Did You See the One About The . . .



Who knew?  Trying to be hip and edgy could get you into so much trouble.

The advertising world, that's who didn't.  In this cutthroat industry where it's become so hard to slash through all the stuff that comes our way online and on TV, advertisers have resorted to ads that open our eyes wide, and mouths to complain, according to The New York Times' Stuart Elliott and Tanzina Vega.

Take the commercial for Mountain Dew that showed a battered white woman trying to pick her assailant from a lineup that included black men and a goat.  Sounds offensive to me.  (Full disclosure: I haven't seen it.)  Or the one from GM for its sport utility Trax, set in the 1930's and sold in countries including Canada, that uses a "modern remix of a song from that era that included references to Chinese people, using phrases like 'ching ching, chop suey.'"

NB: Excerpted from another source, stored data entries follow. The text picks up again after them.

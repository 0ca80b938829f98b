//! Client configuration.

use serde::{Deserialize, Serialize};

/// Options recognized by `HttpClient` at construction.
///
/// Deserializable so applications can keep it in their own config files.
#[derive(Debug, Clone, Default, PartialEq, Eq, Serialize, Deserialize)]
#[serde(rename_all = "camelCase")]
pub struct ClientConfig {
    /// Prefixed verbatim to every request url. No separator is inserted.
    #[serde(default, skip_serializing_if = "Option::is_none")]
    pub base_url: Option<String>,
}

impl ClientConfig {
    pub fn new() -> Self {
        Self::default()
    }

    pub fn with_base_url(mut self, base_url: impl Into<String>) -> Self {
        self.base_url = Some(base_url.into());
        self
    }
}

The companies have all done mea culpas and yanked the ads, with their defense being it was the only way to grab attention. But really, has anyone seen Geico's ads?

I love them.  They're cute and funny and slightly sly and don't offend anyone, except maybe pigs.  There's the one with the pig driving the convertible being pulled over by the cop who asks, "Do you know why I'm pulling you over?" and the pig saying, "Because I'm a pig and I'm driving a convertible?"  Don't know why but that sends me into hysterics every time.

Or the new one (which I love) of Dracula working the blood bank and the terrified donor he's about to get a donation from.

Face it, there are truly great commercials out there.  I also love the Allstate ones with Mayhem falling through snow-covered roofs and down stairs and texting while driving the pink car as a young teen complaining that Suzy has her boyfriend now before crashing into another car.  (Maybe it's just the deep, booming voiceover, but something sure is sexy about those commercials.)

Clearly, I spend too much time watching TV (and commercials). But it's fun and doesn't hurt anyone, at least the ones I watch.